While Ms. Borja argued, in the alternative, that it would have been too intrusive to require her to attend another Functional Abilities Examination as she had attended one less than a month before TTC scheduled theirs, I do not have to address this argument in light of my ruling on her first argument.
EXPENSES:
The parties made no submissions as to expenses and I leave the issue of expenses to the hearing arbitrator.
April 3, 2003
Tanja Wacyk Arbitrator
Date
Neutral Citation: 2003 ONFSCDRS 51
FSCO A02-000449
FINANCIAL SERVICES COMMISSION OF ONTARIO
BETWEEN:
DALINDA BORJA
Applicant
and
TTC INSURANCE COMPANY LIMITED
Insurer
ARBITRATION ORDER
Under section 282 of the Insurance Act, R.S.O. 1990, c.I.8, as amended, it is ordered that:
Ms. Borja was involved in an "accident" as defined in section 2(1) of the Schedule.
TTC cannot rely on its notice of examinations to preclude Ms. Borja, under subsection 50(b) of the Schedule, from proceeding to arbitration because she did not make herself reasonably available for examinations by TTC as required by section 42 of the Schedule.
April 3, 2003
Tanja Wacyk Arbitrator
Date
Footnotes
- The Statutory Accident Benefits Schedule —Accidents on or after November 1, 1996, Ontario Regulation 403/96, as amended by Ontario Regulations 462/96, 505/96, 551/96, 303/98, 114/00 and 482/01.
- Exhibit 5
- The statement was in English and it was not apparent if it had been given with the assistance of an interpreter.
- Exhibit 7
- Five counting the Monday
- Exhibit 4
- I was not able to confidently gauge Ms. Borja's facility with English. On a few occasions she tried to answer questions put to her in the hearing before having them interpreted, with mixed results. Subsequently, on the advice of her counsel, she waited until the questions were interpreted. Based on this limited experience, it appears that while Ms. Borja has some facility with the English language it is limited.

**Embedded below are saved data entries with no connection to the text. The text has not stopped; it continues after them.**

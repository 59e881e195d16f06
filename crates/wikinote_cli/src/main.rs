//! CLI smoke entry point.
//!
//! # Responsibility
//! - Verify `wikinote_core` linkage and database bootstrap without the FFI runtime.
//! - Print a deterministic store summary for quick local sanity checks.
//!
//! Usage: `wikinote_cli [DB_PATH]`. Without an argument the path comes from
//! `WIKINOTE_DB_PATH`, falling back to an in-memory database. Setting
//! `WIKINOTE_LOG_DIR` to an absolute directory enables file logging at the
//! build's default level.

use rusqlite::Connection;
use std::process::ExitCode;
use wikinote_core::db::migrations::latest_version;
use wikinote_core::db::{open_db, open_db_in_memory, DbResult};
use wikinote_core::{default_log_level, init_logging, SqliteWikiService, StoreResult};

fn main() -> ExitCode {
    println!("wikinote_core ping={}", wikinote_core::ping());
    println!("wikinote_core version={}", wikinote_core::core_version());
    println!("wikinote_core schema_version={}", latest_version());
    init_logging_from_env();

    let conn = match open_connection() {
        Ok(conn) => conn,
        Err(err) => {
            eprintln!("database open failed: {err}");
            return ExitCode::FAILURE;
        }
    };
    let store = match SqliteWikiService::try_from_connection(&conn) {
        Ok(store) => store,
        Err(err) => {
            eprintln!("store init failed: {err}");
            return ExitCode::FAILURE;
        }
    };

    match print_summary(&store) {
        Ok(()) => ExitCode::SUCCESS,
        Err(err) => {
            eprintln!("store read failed: {err}");
            ExitCode::FAILURE
        }
    }
}

fn init_logging_from_env() {
    let Some(log_dir) = std::env::var("WIKINOTE_LOG_DIR")
        .ok()
        .filter(|value| !value.trim().is_empty())
    else {
        return;
    };
    let level = default_log_level();
    match init_logging(level, log_dir.trim()) {
        Ok(()) => println!("wikinote_core log_level={level} log_dir={}", log_dir.trim()),
        Err(err) => eprintln!("logging init failed: {err}"),
    }
}

fn open_connection() -> DbResult<Connection> {
    let path = std::env::args()
        .nth(1)
        .or_else(|| std::env::var("WIKINOTE_DB_PATH").ok())
        .filter(|value| !value.trim().is_empty());
    match path {
        Some(path) => {
            println!("wikinote_core db={path}");
            open_db(path.trim())
        }
        None => {
            println!("wikinote_core db=:memory:");
            open_db_in_memory()
        }
    }
}

fn print_summary(store: &SqliteWikiService<'_>) -> StoreResult<()> {
    let groups = store.group_pages_by_category()?;
    let orphans = store.list_orphaned_pages()?;
    println!(
        "wikinote_core categories={} pages={} orphaned_pages={}",
        groups.iter().filter(|group| group.category.is_some()).count(),
        groups.iter().map(|group| group.pages.len()).sum::<usize>(),
        orphans.len()
    );
    for group in &groups {
        let label = group
            .category
            .as_ref()
            .map_or("(uncategorized)", |category| category.name.as_str());
        println!("  {label}: {} page(s)", group.pages.len());
    }
    Ok(())
}
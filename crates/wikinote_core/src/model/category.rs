//! Category domain model.

use serde::{Deserialize, Serialize};

/// Store-assigned category identifier.
pub type CategoryId = i64;

/// Named grouping that pages may optionally reference.
#[derive(Debug, Clone, PartialEq, Eq, Serialize, Deserialize)]
pub struct Category {
    pub id: CategoryId,
    /// User-facing label. Empty strings are accepted as-is.
    pub name: String,
}

impl Category {
    pub fn new(id: CategoryId, name: impl Into<String>) -> Self {
        Self {
            id,
            name: name.into(),
        }
    }
}
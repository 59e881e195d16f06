//! Plain-text previews of editor HTML content.
//!
//! # Responsibility
//! - Derive short list-view snippets from rich-text markup.
//!
//! # Invariants
//! - Output never contains markup tags or line breaks.
//! - Output is at most `PREVIEW_MAX_CHARS` characters.

use once_cell::sync::Lazy;
use regex::Regex;

const PREVIEW_MAX_CHARS: usize = 100;

static HTML_TAG_RE: Lazy<Regex> = Lazy::new(|| Regex::new(r"<[^>]*>").expect("valid tag regex"));
static WHITESPACE_RE: Lazy<Regex> = Lazy::new(|| Regex::new(r"\s+").expect("valid ws regex"));

const HTML_ENTITIES: &[(&str, &str)] = &[
    ("&nbsp;", " "),
    ("&lt;", "<"),
    ("&gt;", ">"),
    ("&quot;", "\""),
    ("&#39;", "'"),
    // Must stay last so decoded `&` cannot form a new entity.
    ("&amp;", "&"),
];

/// Derives a plain-text preview from editor HTML.
///
/// Rules:
/// - tags are replaced by spaces, so adjacent blocks stay separated.
/// - common named entities are decoded.
/// - whitespace is collapsed and trimmed; the first 100 chars are kept.
///
/// Returns `None` when no visible text remains.
pub fn derive_html_preview(content: &str) -> Option<String> {
    let without_tags = HTML_TAG_RE.replace_all(content, " ");
    let mut decoded = without_tags.into_owned();
    for (entity, replacement) in HTML_ENTITIES {
        decoded = decoded.replace(entity, replacement);
    }
    let normalized = WHITESPACE_RE.replace_all(&decoded, " ");
    let trimmed = normalized.trim();
    if trimmed.is_empty() {
        None
    } else {
        Some(trimmed.chars().take(PREVIEW_MAX_CHARS).collect())
    }
}
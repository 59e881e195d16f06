//! Store logging bootstrap and safety policy.
//!
//! # Responsibility
//! - Start one rolling file logger per process.
//! - Keep log events metadata-only; page titles and content are never logged.
//!
//! # Invariants
//! - Re-initializing with the same settings is a no-op.
//! - Re-initializing with a different level or directory is rejected.
//! - Initialization never panics.

use flexi_logger::{Cleanup, Criterion, FileSpec, Logger, LoggerHandle, Naming, WriteMode};
use log::{error, info};
use once_cell::sync::OnceCell;
use std::error::Error;
use std::fmt::{Display, Formatter};
use std::path::{Path, PathBuf};

const LOG_FILE_BASENAME: &str = "wikinote";
const MAX_LOG_FILE_SIZE_BYTES: u64 = 4 * 1024 * 1024;
const MAX_LOG_FILES: usize = 3;
const MAX_PANIC_PAYLOAD_CHARS: usize = 120;

static ACTIVE: OnceCell<ActiveLogger> = OnceCell::new();
static PANIC_HOOK: OnceCell<()> = OnceCell::new();

/// Validated logger settings.
#[derive(Debug, Clone, PartialEq, Eq)]
pub struct LogConfig {
    pub level: &'static str,
    pub log_dir: PathBuf,
}

impl LogConfig {
    /// Parses raw level/dir input.
    ///
    /// Levels are case-insensitive `trace|debug|info|warn|error`; `warning`
    /// is accepted as `warn`. The directory must be absolute.
    pub fn parse(level: &str, log_dir: &str) -> Result<Self, LoggingError> {
        Ok(Self {
            level: parse_level(level)?,
            log_dir: parse_log_dir(log_dir)?,
        })
    }
}

/// Logger bootstrap failures.
#[derive(Debug)]
pub enum LoggingError {
    UnsupportedLevel(String),
    EmptyLogDir,
    RelativeLogDir(String),
    CreateDir { path: PathBuf, source: std::io::Error },
    Backend(String),
    /// A logger is already running with other settings.
    Conflict { active: LogConfig, requested: LogConfig },
}

impl Display for LoggingError {
    fn fmt(&self, f: &mut Formatter<'_>) -> std::fmt::Result {
        match self {
            Self::UnsupportedLevel(level) => write!(
                f,
                "unsupported log level `{level}`; expected trace|debug|info|warn|error"
            ),
            Self::EmptyLogDir => write!(f, "log_dir cannot be empty"),
            Self::RelativeLogDir(dir) => {
                write!(f, "log_dir must be an absolute path, got `{dir}`")
            }
            Self::CreateDir { path, source } => write!(
                f,
                "failed to create log directory `{}`: {source}",
                path.display()
            ),
            Self::Backend(message) => write!(f, "failed to start logger: {message}"),
            Self::Conflict { active, requested } => write!(
                f,
                "logging already initialized with `{}` at `{}`; refusing to switch to `{}` at `{}`",
                active.level,
                active.log_dir.display(),
                requested.level,
                requested.log_dir.display()
            ),
        }
    }
}

impl Error for LoggingError {
    fn source(&self) -> Option<&(dyn Error + 'static)> {
        match self {
            Self::CreateDir { source, .. } => Some(source),
            _ => None,
        }
    }
}

struct ActiveLogger {
    config: LogConfig,
    _handle: LoggerHandle,
}

/// Initializes store logging with level and directory.
///
/// Returns a human-readable error string on failure so that FFI callers can
/// forward it unchanged.
pub fn init_logging(level: &str, log_dir: &str) -> Result<(), String> {
    let config = LogConfig::parse(level, log_dir).map_err(|err| err.to_string())?;
    init_logging_with(config).map_err(|err| err.to_string())
}

/// Initializes store logging from already validated settings.
pub fn init_logging_with(config: LogConfig) -> Result<(), LoggingError> {
    let active = ACTIVE.get_or_try_init(|| start_logger(config.clone()))?;
    if active.config != config {
        return Err(LoggingError::Conflict {
            active: active.config.clone(),
            requested: config,
        });
    }
    Ok(())
}

/// Returns `(level, log_dir)` of the active logger, if any.
pub fn logging_status() -> Option<(&'static str, PathBuf)> {
    ACTIVE
        .get()
        .map(|active| (active.config.level, active.config.log_dir.clone()))
}

/// Returns `debug` for debug builds and `info` for release builds.
pub fn default_log_level() -> &'static str {
    if cfg!(debug_assertions) {
        "debug"
    } else {
        "info"
    }
}

fn start_logger(config: LogConfig) -> Result<ActiveLogger, LoggingError> {
    std::fs::create_dir_all(&config.log_dir).map_err(|source| LoggingError::CreateDir {
        path: config.log_dir.clone(),
        source,
    })?;

    let handle = Logger::try_with_str(config.level)
        .map_err(|err| LoggingError::Backend(err.to_string()))?
        .log_to_file(
            FileSpec::default()
                .directory(config.log_dir.as_path())
                .basename(LOG_FILE_BASENAME),
        )
        .rotate(
            Criterion::Size(MAX_LOG_FILE_SIZE_BYTES),
            Naming::Numbers,
            Cleanup::KeepLogFiles(MAX_LOG_FILES),
        )
        .write_mode(WriteMode::BufferAndFlush)
        .append()
        .format_for_files(flexi_logger::detailed_format)
        .start()
        .map_err(|err| LoggingError::Backend(err.to_string()))?;

    install_panic_hook();
    info!(
        "event=store_init module=logging status=ok level={} platform={} version={}",
        config.level,
        std::env::consts::OS,
        env!("CARGO_PKG_VERSION")
    );

    Ok(ActiveLogger {
        config,
        _handle: handle,
    })
}

fn parse_level(level: &str) -> Result<&'static str, LoggingError> {
    let normalized = level.trim().to_ascii_lowercase();
    match normalized.as_str() {
        "trace" => Ok("trace"),
        "debug" => Ok("debug"),
        "info" => Ok("info"),
        "warn" | "warning" => Ok("warn"),
        "error" => Ok("error"),
        _ => Err(LoggingError::UnsupportedLevel(normalized)),
    }
}

fn parse_log_dir(log_dir: &str) -> Result<PathBuf, LoggingError> {
    let trimmed = log_dir.trim();
    if trimmed.is_empty() {
        return Err(LoggingError::EmptyLogDir);
    }
    let path = Path::new(trimmed);
    if !path.is_absolute() {
        return Err(LoggingError::RelativeLogDir(trimmed.to_string()));
    }
    Ok(path.to_path_buf())
}

fn install_panic_hook() {
    if PANIC_HOOK.set(()).is_err() {
        return;
    }

    let previous_hook = std::panic::take_hook();
    std::panic::set_hook(Box::new(move |panic_info| {
        let location = panic_info
            .location()
            .map(|loc| format!("{}:{}", loc.file(), loc.line()))
            .unwrap_or_else(|| "unknown".to_string());
        let payload = panic_info
            .payload()
            .downcast_ref::<&str>()
            .map(|message| (*message).to_string())
            .or_else(|| panic_info.payload().downcast_ref::<String>().cloned())
            .unwrap_or_else(|| "non-string panic payload".to_string());
        // Payload may carry page text; strip newlines and cap length.
        error!(
            "event=panic_captured module=logging status=error location={} payload={}",
            location,
            single_line(&payload, MAX_PANIC_PAYLOAD_CHARS)
        );
        previous_hook(panic_info);
    }));
}

fn single_line(value: &str, max_chars: usize) -> String {
    let flattened = value.replace(['\n', '\r'], " ");
    if flattened.chars().count() <= max_chars {
        return flattened;
    }
    let mut truncated: String = flattened.chars().take(max_chars).collect();
    truncated.push_str("...");
    truncated
}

- Exhibit 6 - Joint Documents Brief, page 11
- Ibid - pages 1-3
- Ibid - page 12
- Ibid - pages - 13 to 14
- Ibid - pages - 17 to 19
- Ibid pages 20 and 21
- Ibid pages 22 and 23
- Ibid - page 24
- Ibid - page 25
- Prudential of America General Insurance Company (Canada) and Chafe-Moote (FSCO P99-00044, September 8, 2000) Appeal at page 10
- Stanley and Pilot Insurance Company (FSCO A01-001482, November 13, 2002) at page 21.
- (FSCO A01-000741, January 15, 2002)
- Avdalimov and CGU Company of Canada (FSCO A00-000433, May 25, 2001).